I love bread, but bread doesn’t often love me. Which is very sad.
This recipe attracted me because of the rye flour, as well as its ease to bake. All cooked in under an hour. From start to finish. No yeast = no proofing time.
Rye soda bread
Recipe by Heidi Swanson
What you need:
- 275g rye flour – I milled my own in my Thermomix from rye kernels
- 225 bakers flour (plain flour), plus a bit extra for kneading
- 1 3/4 teaspoon bi-carb soda (baking soda – NOT baking powder)
- 1 1/4 teaspoon salt (I use Celtic sea salt)
- 475 ml buttermilk
What you do:
- Preheat your oven to 205c, with the rack in the middle of the oven
- Put the flours, salt, bicarb into a large bowl and stir to mix. Create a well and pour in the buttermilk.
- Stir until the mix comes together into a dough, then tip onto a floured bench and knead until the dough comes together. My dough was quite wet so make sure you flour your hands well too. You shouldn’t need to knead for more than about 30 seconds.

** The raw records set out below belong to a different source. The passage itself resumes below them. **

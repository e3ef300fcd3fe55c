//! Rule evaluation engine for PSP package validation.
//!
//! A [`RuleSet`] holds the immutable definitions of one fDMF version. A
//! [`Validator`] runs its enabled sections against a package, one rule at a
//! time, through a per-run [`Engine`] that owns variables and caches.

pub mod contract;
pub mod engine;
pub mod error;
pub mod function;
pub mod outcome;
pub mod pattern;
pub mod progress;
pub mod ruleset;
pub mod runner;
pub mod scope;
pub mod value;

pub use contract::{
    Bindings, Contract, ParamValue, PatternParam, PatternSource, ValueParam, ValueParamSpec,
};
pub use engine::Engine;
pub use error::{ContractViolation, ContractViolations, EngineError, PatternError};
pub use function::{EvaluationFunction, EvaluationKind, ValidationFunction, ValidationKind};
pub use outcome::{RuleOutcome, RunOutcome, SectionOutcome};
pub use pattern::{Expression, Pattern, ResolvedPattern};
pub use progress::{NoProgress, ProgressListener};
pub use ruleset::{
    Rule, RuleId, RuleSet, RuleSetBuilder, RulesSection, SectionId, VariableDefinition,
};
pub use runner::{RuleExecutor, Validator};
pub use scope::{PSP_DIR, ProvidedValues, VariableScope};
pub use value::{Value, ValueEvaluation, ValueType};
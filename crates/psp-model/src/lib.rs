pub mod dmf;
pub mod error;
pub mod level;
pub mod problem;
pub mod state;

pub use dmf::{Dmf, DmfVersion, DocumentType};
pub use error::ModelError;
pub use level::Level;
pub use problem::{LevelCounts, ValidationProblem, ValidationResult};
pub use state::{CancellationToken, RuleState};
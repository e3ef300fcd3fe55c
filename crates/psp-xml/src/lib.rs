pub mod document;
pub mod error;
pub mod namespace;
pub mod xpath;

pub use document::{Attribute, Element, ElementId, XmlDocument};
pub use error::{XPathError, XmlError};
pub use namespace::NamespaceContext;
pub use xpath::XPath;
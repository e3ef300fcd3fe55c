//! Structural tree validation of an XML document against a metadata profile.
//!
//! The walk is top-down from the single root element. Each element is
//! checked in a fixed order: attributes, child elements (recursively),
//! direct text content, extra rules.
//!
//! Child matching is greedy in definition order: every definition selects its
//! candidates with its relative XPath, and only children not yet consumed by
//! an earlier definition are eligible. A child is consumed at most once.

use std::collections::BTreeSet;

use psp_model::{Level, ValidationResult};
use psp_xml::{Element, XmlDocument};

use crate::content::ContentRequirement;
use crate::definition::{ExpectedAttributeDefinition, ExpectedElementDefinition};
use crate::profile::MetadataProfile;

pub fn validate(profile: &MetadataProfile, document: &XmlDocument) -> ValidationResult {
    let mut result = ValidationResult::new();
    let root_name = profile.root.relative_xpath().source();
    let roots = match profile.root_xpath().select_elements_in(document) {
        Ok(roots) => roots,
        Err(error) => {
            result.add(Level::Error, error.to_string());
            return result;
        }
    };
    match roots.as_slice() {
        [] => result.add(Level::Error, format!("root element '{root_name}' not found")),
        [root] => check_element(
            &mut result,
            document.element(*root),
            &profile.root,
            None,
            None,
        ),
        _ => result.add(
            Level::Error,
            format!("multiple root elements '{root_name}' found"),
        ),
    }
    result
}

fn element_path(
    parent: Option<&str>,
    definition: &ExpectedElementDefinition,
    position: Option<usize>,
) -> String {
    let mut path = String::new();
    if let Some(parent) = parent {
        path.push_str(parent);
    }
    path.push('/');
    path.push_str(definition.relative_xpath().source());
    if let Some(position) = position {
        path.push_str(&format!("[{position}]"));
    }
    path
}

fn check_element(
    result: &mut ValidationResult,
    element: Element<'_>,
    definition: &ExpectedElementDefinition,
    parent_path: Option<&str>,
    position: Option<usize>,
) {
    let path = element_path(parent_path, definition, position);
    check_attributes(result, element, definition, &path);
    check_children(result, element, definition, &path);
    if let Some(requirement) = &definition.content {
        let text = element.direct_text();
        check_value(result, requirement, text.trim(), &path);
    }
    for rule in &definition.extra_rules {
        if let Err(message) = rule.check(element) {
            result.add(Level::Error, format!("{path}: extra rule not met: {message}"));
        }
    }
}

fn check_value(
    result: &mut ValidationResult,
    requirement: &ContentRequirement,
    value: &str,
    path: &str,
) {
    let (level, outcome) = match requirement {
        ContentRequirement::Expected(constraint) => (Level::Error, constraint.check(value)),
        ContentRequirement::Recommended(constraint) => (Level::Warning, constraint.check(value)),
    };
    if let Err(message) = outcome {
        result.add(level, format!("{path}: {message}"));
    }
}

fn check_attributes(
    result: &mut ValidationResult,
    element: Element<'_>,
    definition: &ExpectedElementDefinition,
    path: &str,
) {
    let attributes = element.attributes();
    let mut used = vec![false; attributes.len()];
    for attr_def in &definition.attributes {
        let found = attributes
            .iter()
            .position(|attr| attr.qualified_name() == attr_def.name);
        match found {
            Some(index) => {
                used[index] = true;
                check_attribute_value(result, attr_def, &attributes[index].value, path);
            }
            None if attr_def.mandatory => result.add(
                Level::Error,
                format!("{path}: mandatory attribute '{}' not found", attr_def.name),
            ),
            None => result.add(
                Level::Info,
                format!("{path}: recommended attribute '{}' not found", attr_def.name),
            ),
        }
    }
    if definition.ignore_unexpected_attributes {
        return;
    }
    // Namespace declarations are not attributes in the parsed model.
    for (attr, used) in attributes.iter().zip(used) {
        if !used {
            result.add(
                Level::Warning,
                format!("{path}: unexpected attribute '{}'", attr.qualified_name()),
            );
        }
    }
}

fn check_attribute_value(
    result: &mut ValidationResult,
    definition: &ExpectedAttributeDefinition,
    value: &str,
    path: &str,
) {
    if let Some(requirement) = &definition.content {
        check_value(result, requirement, value, &format!("{path}/@{}", definition.name));
    }
}

fn check_children(
    result: &mut ValidationResult,
    element: Element<'_>,
    definition: &ExpectedElementDefinition,
    path: &str,
) {
    let document = element.document();
    let mut remaining: BTreeSet<_> = element.child_ids().iter().copied().collect();
    for child_def in &definition.children {
        let relative = child_def.relative_xpath().source();
        let hits = match child_def.relative_xpath().select_elements(element) {
            Ok(hits) => hits,
            Err(error) => {
                result.add(Level::Error, format!("{path}: {error}"));
                continue;
            }
        };
        let mut accepted = false;
        for (index, hit) in hits.iter().enumerate() {
            if !remaining.remove(hit) {
                continue;
            }
            if accepted && !child_def.repeatable {
                result.add(
                    Level::Error,
                    format!("{path}: multiple occurrences of non-repeatable element '{relative}'"),
                );
                continue;
            }
            accepted = true;
            let position = (hits.len() > 1).then_some(index + 1);
            check_element(result, document.element(*hit), child_def, Some(path), position);
        }
        if !accepted {
            let (level, kind) = if child_def.mandatory {
                (Level::Error, "mandatory")
            } else {
                (Level::Info, "recommended")
            };
            let mut message = format!("{path}: expected {kind} element '{relative}' not found");
            if let Some(custom) = child_def
                .error_message
                .as_deref()
                .filter(|custom| !custom.trim().is_empty())
            {
                message.push_str(": ");
                message.push_str(custom);
            }
            result.add(level, message);
        }
    }
    if definition.ignore_unexpected_children {
        return;
    }
    for id in remaining {
        let child = document.element(id);
        let attributes: Vec<String> = child
            .attributes()
            .iter()
            .map(|attr| format!("{}=\"{}\"", attr.qualified_name(), attr.value))
            .collect();
        let mut message = format!("{path}: unexpected element '{}'", child.qualified_name());
        if !attributes.is_empty() {
            message.push_str(&format!(" ({})", attributes.join(", ")));
        }
        result.add(Level::Warning, message);
    }
}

- Shape the dough into a round, flattish ball shape and place on a floured baking tray. Make four slashes in the dough (cutting about halfway through) so you have eight segments. Bake for about 45 minutes until a hard crust forms and the bread is cooked through. It will sound hollow when you knock on the base.
- Cool on a wire rack.
I ate one piece with beautiful butter, a second with soft and slightly over-ripe camembert, and a third piece (not three segments!) with avocado and ham. Yes, I was a greedy pig. But it was sensational!
This will be baked again and again. Quick and simple. Next time I might try it in a loaf tin so I can more easily slice it.
And next time I’m definitely going to add some caraway seeds. YUM!
Do you bake bread? What’s your favourite type?